* [What you will do]:
In the data below, the answer is the run of lines from the line containing "reads one document" through the line containing "pub use url::UrlSource;", both included; print it exactly and nothing else.

== Records to use

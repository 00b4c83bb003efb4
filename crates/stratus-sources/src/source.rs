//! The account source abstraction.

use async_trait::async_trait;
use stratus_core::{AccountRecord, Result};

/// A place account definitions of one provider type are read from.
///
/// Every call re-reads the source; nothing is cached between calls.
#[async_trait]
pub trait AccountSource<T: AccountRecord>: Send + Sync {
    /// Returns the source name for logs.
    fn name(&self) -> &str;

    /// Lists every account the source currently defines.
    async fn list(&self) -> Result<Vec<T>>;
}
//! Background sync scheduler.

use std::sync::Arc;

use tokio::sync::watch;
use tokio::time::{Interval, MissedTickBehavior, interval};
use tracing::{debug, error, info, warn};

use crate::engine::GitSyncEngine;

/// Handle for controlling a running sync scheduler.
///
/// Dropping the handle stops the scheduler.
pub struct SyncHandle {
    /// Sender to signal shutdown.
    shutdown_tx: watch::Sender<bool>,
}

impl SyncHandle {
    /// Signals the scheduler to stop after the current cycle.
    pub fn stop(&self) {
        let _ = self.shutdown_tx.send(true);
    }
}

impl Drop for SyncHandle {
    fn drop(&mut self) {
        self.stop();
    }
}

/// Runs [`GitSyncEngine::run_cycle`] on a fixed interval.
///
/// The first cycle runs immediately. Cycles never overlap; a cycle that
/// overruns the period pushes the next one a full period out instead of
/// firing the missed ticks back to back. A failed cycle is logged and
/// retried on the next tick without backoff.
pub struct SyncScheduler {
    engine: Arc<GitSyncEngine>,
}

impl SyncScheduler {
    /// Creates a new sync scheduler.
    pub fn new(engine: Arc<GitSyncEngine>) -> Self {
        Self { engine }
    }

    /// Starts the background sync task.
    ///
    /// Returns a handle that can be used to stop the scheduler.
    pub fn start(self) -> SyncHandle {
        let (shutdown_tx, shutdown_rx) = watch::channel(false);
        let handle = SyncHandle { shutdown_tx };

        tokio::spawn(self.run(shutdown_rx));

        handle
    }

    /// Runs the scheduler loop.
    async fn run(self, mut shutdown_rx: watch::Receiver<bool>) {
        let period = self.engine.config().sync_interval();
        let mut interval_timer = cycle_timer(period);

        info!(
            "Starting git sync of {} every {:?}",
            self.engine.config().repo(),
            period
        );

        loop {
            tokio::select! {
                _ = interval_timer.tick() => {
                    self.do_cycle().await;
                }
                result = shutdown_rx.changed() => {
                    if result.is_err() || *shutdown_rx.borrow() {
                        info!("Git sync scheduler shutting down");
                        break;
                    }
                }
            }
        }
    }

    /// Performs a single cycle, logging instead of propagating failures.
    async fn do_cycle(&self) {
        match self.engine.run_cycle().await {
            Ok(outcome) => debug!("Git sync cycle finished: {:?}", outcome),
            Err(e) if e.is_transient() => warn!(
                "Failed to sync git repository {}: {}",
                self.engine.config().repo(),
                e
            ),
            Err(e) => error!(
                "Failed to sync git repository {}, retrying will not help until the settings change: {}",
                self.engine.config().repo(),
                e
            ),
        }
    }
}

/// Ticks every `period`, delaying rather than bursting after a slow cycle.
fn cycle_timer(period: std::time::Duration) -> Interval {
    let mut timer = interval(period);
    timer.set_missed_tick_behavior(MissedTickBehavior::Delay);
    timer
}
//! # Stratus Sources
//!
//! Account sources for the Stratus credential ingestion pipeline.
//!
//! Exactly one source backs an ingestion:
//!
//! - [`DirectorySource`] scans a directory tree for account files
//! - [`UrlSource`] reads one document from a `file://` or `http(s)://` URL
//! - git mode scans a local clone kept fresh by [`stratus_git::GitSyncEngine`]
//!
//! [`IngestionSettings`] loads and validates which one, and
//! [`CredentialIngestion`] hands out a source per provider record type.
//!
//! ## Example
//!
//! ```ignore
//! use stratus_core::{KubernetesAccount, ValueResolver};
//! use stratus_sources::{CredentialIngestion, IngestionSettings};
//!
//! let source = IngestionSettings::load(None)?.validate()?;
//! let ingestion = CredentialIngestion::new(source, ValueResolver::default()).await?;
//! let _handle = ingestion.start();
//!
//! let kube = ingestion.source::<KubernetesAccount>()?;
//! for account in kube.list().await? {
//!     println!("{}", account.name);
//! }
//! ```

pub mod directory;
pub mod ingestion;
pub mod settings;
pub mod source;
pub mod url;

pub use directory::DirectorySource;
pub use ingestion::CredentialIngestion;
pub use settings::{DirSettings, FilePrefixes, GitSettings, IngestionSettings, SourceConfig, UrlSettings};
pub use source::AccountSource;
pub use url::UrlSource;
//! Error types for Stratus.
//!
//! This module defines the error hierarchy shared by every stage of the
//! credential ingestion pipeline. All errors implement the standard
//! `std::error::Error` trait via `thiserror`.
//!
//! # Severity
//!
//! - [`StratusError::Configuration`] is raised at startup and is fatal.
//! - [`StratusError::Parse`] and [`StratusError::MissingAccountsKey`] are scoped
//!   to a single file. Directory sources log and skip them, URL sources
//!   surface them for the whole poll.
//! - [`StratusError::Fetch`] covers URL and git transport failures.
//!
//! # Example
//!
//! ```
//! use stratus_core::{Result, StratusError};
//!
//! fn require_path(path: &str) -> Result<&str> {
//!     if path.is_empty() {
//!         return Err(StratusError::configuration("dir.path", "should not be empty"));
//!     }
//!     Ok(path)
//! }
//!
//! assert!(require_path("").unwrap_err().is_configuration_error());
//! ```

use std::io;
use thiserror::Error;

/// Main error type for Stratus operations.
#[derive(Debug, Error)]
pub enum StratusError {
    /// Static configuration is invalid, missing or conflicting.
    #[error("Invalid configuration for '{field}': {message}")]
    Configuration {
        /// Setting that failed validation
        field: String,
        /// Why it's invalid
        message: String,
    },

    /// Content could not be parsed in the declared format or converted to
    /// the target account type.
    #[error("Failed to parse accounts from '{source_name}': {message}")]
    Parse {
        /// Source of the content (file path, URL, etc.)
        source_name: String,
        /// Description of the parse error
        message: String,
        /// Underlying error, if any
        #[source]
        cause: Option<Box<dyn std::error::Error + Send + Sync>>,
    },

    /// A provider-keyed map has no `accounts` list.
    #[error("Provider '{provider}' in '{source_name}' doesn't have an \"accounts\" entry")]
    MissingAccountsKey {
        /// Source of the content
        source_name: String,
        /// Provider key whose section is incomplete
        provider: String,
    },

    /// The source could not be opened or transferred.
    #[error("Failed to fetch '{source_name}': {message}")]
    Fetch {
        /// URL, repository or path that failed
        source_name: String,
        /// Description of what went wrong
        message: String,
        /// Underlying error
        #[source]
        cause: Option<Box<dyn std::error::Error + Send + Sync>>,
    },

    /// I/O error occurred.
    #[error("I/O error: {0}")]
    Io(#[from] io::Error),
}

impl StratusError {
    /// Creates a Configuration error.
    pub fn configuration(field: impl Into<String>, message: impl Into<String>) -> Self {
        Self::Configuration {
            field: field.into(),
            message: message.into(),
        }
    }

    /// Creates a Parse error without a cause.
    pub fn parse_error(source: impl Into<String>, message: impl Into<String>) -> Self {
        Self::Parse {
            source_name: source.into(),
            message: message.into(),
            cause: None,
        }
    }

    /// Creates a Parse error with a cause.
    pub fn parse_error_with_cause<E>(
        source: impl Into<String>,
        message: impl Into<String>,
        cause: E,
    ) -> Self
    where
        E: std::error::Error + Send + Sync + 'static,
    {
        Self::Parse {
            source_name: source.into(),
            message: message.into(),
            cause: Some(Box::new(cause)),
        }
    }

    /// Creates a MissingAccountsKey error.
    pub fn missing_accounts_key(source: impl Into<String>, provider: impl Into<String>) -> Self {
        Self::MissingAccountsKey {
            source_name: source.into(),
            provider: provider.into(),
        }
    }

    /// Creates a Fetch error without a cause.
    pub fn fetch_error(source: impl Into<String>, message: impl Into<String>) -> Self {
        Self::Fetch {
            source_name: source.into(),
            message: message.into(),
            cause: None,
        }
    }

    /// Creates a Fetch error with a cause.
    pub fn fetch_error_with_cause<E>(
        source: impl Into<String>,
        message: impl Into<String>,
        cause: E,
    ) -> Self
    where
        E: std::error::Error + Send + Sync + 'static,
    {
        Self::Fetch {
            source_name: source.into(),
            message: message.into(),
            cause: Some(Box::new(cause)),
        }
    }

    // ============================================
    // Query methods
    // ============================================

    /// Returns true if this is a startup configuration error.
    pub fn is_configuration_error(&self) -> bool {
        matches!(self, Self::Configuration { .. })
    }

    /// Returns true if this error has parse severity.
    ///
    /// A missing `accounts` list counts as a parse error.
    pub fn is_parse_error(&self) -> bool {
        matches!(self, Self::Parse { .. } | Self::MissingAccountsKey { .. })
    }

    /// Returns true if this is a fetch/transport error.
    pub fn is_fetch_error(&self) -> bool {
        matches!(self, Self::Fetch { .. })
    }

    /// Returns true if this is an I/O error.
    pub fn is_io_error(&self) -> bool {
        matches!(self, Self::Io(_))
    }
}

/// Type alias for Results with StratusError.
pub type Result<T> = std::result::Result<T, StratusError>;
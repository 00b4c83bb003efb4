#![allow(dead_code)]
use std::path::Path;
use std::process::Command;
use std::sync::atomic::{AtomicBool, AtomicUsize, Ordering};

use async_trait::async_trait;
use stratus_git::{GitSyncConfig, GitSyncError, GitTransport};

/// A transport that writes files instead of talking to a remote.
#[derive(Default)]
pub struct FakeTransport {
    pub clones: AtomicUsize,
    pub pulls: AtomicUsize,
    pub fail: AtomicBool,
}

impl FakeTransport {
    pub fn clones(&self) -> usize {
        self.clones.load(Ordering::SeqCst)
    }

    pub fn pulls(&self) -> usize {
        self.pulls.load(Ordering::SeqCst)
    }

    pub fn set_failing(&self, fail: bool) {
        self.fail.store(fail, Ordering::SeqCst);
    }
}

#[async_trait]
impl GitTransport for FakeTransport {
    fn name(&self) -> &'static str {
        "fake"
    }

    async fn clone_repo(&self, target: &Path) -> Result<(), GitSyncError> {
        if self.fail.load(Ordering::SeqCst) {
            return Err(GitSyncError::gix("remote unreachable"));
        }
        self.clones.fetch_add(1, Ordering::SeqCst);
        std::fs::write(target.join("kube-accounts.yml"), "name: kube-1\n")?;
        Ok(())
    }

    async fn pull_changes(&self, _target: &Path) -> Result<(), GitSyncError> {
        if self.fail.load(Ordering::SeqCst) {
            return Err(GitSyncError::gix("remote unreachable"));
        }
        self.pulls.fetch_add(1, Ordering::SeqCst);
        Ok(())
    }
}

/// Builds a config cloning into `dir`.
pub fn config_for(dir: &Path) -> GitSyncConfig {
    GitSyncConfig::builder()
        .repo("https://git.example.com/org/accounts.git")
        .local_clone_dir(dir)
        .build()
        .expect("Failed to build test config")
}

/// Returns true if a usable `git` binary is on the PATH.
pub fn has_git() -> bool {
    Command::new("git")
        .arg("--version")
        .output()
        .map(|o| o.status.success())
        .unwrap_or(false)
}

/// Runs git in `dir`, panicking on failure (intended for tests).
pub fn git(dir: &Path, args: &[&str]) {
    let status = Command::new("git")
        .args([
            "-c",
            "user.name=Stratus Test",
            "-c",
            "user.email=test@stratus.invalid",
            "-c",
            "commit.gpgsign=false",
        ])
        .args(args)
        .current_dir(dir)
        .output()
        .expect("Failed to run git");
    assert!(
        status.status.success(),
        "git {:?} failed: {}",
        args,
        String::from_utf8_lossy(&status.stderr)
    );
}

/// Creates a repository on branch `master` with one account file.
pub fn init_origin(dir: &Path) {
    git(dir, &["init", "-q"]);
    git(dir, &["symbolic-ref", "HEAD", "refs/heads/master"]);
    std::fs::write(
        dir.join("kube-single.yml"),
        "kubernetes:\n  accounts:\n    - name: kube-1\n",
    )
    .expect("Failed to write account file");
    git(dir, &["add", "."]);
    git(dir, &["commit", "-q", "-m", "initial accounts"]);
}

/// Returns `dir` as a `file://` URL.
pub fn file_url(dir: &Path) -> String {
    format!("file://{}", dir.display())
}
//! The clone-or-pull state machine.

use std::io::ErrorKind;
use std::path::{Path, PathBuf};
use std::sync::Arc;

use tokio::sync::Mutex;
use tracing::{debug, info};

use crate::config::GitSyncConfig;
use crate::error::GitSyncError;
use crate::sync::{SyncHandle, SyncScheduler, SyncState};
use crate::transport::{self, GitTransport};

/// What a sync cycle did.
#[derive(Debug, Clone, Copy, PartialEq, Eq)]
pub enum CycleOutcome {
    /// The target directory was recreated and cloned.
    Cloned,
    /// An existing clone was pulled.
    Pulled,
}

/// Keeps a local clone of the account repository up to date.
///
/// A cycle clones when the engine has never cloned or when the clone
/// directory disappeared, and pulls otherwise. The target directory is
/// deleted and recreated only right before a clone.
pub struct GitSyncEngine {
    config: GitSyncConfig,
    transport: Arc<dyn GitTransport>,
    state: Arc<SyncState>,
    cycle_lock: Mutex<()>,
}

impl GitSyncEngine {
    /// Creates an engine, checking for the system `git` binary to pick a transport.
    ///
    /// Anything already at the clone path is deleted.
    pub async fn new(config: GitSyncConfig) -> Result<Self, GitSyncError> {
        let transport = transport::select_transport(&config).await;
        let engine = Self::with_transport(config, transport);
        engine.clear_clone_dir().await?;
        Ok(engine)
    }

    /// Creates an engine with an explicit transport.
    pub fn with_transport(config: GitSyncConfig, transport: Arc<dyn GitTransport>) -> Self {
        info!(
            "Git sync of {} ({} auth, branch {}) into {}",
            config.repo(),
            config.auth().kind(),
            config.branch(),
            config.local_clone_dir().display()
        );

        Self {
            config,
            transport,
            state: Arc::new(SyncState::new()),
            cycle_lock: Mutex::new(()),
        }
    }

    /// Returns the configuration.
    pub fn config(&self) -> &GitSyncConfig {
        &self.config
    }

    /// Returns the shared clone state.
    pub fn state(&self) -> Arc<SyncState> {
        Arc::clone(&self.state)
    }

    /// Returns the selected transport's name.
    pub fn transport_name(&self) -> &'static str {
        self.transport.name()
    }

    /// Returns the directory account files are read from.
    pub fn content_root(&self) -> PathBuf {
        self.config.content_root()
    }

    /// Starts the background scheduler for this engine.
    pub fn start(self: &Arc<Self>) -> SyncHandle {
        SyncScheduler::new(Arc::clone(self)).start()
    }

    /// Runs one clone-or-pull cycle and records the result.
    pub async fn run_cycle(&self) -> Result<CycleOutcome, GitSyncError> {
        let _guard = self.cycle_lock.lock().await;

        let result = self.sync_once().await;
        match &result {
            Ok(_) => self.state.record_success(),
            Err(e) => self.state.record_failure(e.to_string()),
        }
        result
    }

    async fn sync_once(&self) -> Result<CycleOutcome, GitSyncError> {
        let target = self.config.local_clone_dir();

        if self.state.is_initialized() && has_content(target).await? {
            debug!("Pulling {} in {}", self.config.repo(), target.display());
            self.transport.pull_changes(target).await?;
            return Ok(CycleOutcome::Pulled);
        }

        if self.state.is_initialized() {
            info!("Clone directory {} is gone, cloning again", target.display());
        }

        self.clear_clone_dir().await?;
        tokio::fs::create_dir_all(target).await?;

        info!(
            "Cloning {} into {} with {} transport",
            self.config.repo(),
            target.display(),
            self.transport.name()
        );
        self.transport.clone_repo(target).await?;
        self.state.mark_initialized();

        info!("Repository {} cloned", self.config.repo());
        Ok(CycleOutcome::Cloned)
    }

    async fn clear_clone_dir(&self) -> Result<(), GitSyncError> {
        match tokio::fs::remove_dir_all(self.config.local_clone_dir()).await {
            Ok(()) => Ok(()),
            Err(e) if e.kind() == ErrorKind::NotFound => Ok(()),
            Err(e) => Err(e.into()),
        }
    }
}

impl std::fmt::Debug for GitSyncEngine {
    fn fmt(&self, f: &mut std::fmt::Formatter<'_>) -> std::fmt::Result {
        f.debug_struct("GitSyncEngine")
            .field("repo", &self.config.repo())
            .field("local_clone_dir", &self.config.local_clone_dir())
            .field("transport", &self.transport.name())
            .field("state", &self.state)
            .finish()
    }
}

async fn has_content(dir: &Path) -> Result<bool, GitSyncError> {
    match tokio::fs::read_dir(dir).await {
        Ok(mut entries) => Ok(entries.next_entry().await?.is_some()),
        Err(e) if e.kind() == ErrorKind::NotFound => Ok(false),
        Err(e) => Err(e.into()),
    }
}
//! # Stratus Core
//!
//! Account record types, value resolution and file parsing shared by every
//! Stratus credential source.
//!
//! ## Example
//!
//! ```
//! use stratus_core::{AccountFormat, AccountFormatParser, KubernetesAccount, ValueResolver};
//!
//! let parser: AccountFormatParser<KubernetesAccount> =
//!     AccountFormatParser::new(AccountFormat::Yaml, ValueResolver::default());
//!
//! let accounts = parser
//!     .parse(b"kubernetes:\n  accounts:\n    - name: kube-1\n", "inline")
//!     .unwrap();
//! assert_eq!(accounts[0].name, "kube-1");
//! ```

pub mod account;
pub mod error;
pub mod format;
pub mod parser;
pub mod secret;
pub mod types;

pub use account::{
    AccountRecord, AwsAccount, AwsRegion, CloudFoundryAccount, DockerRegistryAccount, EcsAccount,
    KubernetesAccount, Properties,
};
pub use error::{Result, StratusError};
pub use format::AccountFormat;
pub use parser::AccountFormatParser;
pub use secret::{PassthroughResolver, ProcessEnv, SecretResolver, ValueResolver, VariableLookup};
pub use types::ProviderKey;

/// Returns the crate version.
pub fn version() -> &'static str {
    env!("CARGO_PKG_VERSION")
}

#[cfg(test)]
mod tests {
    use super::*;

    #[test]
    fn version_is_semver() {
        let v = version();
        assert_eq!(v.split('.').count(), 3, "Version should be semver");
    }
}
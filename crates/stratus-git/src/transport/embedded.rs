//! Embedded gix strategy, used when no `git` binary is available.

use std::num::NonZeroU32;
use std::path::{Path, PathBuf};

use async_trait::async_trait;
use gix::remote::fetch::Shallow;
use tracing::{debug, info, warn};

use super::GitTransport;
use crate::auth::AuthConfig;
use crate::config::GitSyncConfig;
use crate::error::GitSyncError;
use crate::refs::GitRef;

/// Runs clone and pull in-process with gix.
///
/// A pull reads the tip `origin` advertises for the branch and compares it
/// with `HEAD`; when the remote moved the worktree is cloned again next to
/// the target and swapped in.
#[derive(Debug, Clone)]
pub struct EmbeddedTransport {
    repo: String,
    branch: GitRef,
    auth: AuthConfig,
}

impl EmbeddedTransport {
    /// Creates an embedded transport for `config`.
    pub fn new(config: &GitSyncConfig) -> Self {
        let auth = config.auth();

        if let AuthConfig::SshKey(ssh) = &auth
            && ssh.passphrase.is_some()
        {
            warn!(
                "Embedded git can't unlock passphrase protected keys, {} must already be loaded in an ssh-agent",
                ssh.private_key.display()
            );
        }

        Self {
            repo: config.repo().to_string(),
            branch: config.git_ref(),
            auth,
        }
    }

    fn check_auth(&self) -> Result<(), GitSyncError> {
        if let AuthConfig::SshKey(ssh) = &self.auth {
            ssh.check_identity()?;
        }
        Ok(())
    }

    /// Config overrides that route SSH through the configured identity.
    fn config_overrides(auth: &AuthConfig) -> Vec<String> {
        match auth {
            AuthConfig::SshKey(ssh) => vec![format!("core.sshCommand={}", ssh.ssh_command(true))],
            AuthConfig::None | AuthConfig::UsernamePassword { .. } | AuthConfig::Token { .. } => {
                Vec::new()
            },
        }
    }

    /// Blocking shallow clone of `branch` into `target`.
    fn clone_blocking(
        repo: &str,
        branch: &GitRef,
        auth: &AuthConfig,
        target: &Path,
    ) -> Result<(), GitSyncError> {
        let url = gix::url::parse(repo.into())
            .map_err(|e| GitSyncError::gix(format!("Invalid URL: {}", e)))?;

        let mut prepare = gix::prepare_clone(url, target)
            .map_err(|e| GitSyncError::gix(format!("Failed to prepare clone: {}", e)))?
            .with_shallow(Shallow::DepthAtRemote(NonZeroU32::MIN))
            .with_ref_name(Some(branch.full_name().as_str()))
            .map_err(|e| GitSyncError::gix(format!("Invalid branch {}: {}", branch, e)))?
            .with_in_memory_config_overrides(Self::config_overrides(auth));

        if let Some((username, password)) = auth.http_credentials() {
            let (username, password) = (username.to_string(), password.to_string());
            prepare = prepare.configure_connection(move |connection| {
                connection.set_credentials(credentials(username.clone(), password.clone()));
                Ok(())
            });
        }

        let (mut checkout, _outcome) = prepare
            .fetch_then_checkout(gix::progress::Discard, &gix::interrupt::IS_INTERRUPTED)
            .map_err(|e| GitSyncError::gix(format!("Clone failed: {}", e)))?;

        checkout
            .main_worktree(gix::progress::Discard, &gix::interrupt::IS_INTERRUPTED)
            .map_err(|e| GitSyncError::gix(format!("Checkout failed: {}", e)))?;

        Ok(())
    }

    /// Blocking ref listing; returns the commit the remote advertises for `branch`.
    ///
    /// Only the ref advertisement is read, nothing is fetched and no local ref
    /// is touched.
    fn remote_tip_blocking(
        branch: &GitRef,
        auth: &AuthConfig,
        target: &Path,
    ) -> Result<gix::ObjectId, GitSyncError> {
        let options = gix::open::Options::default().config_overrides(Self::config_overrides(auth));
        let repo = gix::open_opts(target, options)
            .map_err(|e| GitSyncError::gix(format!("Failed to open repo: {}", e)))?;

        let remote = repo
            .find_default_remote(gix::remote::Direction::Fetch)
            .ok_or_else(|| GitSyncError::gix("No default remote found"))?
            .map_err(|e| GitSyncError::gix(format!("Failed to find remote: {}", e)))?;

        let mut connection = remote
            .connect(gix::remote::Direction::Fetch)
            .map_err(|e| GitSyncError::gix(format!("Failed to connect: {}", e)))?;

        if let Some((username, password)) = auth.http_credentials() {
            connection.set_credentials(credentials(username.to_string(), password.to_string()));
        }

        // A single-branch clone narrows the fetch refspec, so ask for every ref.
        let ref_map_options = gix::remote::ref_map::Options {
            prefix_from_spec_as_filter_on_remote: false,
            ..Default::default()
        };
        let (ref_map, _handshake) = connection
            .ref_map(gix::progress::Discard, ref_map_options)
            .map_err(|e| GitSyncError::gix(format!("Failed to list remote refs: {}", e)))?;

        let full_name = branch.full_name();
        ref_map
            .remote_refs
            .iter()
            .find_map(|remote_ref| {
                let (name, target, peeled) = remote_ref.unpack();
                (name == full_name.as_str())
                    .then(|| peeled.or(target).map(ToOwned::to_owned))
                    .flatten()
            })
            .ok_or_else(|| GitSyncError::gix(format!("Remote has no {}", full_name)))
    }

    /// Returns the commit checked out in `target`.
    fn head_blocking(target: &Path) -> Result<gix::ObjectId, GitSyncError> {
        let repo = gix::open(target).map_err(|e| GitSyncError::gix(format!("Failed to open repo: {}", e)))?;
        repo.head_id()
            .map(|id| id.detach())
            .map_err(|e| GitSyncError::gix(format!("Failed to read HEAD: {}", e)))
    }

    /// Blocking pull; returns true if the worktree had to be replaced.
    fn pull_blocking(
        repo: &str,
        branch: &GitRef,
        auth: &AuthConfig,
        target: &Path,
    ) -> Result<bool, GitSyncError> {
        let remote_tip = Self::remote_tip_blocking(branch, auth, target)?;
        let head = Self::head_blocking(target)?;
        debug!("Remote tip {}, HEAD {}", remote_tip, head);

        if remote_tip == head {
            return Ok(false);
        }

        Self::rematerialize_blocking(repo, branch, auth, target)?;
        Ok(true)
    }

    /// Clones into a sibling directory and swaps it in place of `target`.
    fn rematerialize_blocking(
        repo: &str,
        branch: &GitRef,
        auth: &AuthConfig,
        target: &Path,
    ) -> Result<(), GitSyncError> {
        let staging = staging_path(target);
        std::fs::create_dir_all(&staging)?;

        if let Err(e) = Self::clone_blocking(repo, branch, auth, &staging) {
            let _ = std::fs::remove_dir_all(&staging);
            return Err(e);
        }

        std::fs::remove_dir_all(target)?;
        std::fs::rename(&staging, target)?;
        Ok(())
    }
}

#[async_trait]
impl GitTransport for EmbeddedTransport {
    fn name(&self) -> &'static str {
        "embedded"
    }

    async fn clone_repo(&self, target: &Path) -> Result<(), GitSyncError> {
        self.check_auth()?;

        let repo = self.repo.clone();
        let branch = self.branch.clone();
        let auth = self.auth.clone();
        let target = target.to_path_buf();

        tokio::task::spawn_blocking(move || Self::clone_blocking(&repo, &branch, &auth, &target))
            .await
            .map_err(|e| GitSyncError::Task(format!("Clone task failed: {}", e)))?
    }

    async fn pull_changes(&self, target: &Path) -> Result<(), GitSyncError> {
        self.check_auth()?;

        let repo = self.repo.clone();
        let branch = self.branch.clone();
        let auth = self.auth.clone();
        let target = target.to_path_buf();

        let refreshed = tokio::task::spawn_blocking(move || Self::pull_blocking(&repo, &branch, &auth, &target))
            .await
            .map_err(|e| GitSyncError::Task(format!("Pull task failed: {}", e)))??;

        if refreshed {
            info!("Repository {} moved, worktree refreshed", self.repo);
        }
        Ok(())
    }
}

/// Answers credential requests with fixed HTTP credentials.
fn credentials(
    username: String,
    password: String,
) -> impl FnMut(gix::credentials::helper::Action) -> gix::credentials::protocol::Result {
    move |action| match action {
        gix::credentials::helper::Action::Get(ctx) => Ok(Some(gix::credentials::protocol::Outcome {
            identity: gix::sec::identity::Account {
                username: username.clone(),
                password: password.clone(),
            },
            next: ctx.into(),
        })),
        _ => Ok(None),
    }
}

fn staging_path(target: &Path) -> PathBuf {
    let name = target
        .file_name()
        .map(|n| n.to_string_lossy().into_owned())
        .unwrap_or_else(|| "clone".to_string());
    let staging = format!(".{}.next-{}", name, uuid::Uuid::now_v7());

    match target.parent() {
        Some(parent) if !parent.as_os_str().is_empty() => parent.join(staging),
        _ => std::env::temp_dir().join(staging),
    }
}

====

* [Response box]:
//! - [`UrlSource`] reads one document from a `file://` or `http(s)://` URL
//! - git mode scans a local clone kept fresh by [`stratus_git::GitSyncEngine`]
//!
//! [`IngestionSettings`] loads and validates which one, and
//! [`CredentialIngestion`] hands out a source per provider record type.
//!
//! ## Example
//!
//! ```ignore
//! use stratus_core::{KubernetesAccount, ValueResolver};
//! use stratus_sources::{CredentialIngestion, IngestionSettings};
//!
//! let source = IngestionSettings::load(None)?.validate()?;
//! let ingestion = CredentialIngestion::new(source, ValueResolver::default()).await?;
//! let _handle = ingestion.start();
//!
//! let kube = ingestion.source::<KubernetesAccount>()?;
//! for account in kube.list().await? {
//!     println!("{}", account.name);
//! }
//! ```

pub mod directory;
pub mod ingestion;
pub mod settings;
pub mod source;
pub mod url;

pub use directory::DirectorySource;
pub use ingestion::CredentialIngestion;
pub use settings::{DirSettings, FilePrefixes, GitSettings, IngestionSettings, SourceConfig, UrlSettings};
pub use source::AccountSource;
pub use url::UrlSource;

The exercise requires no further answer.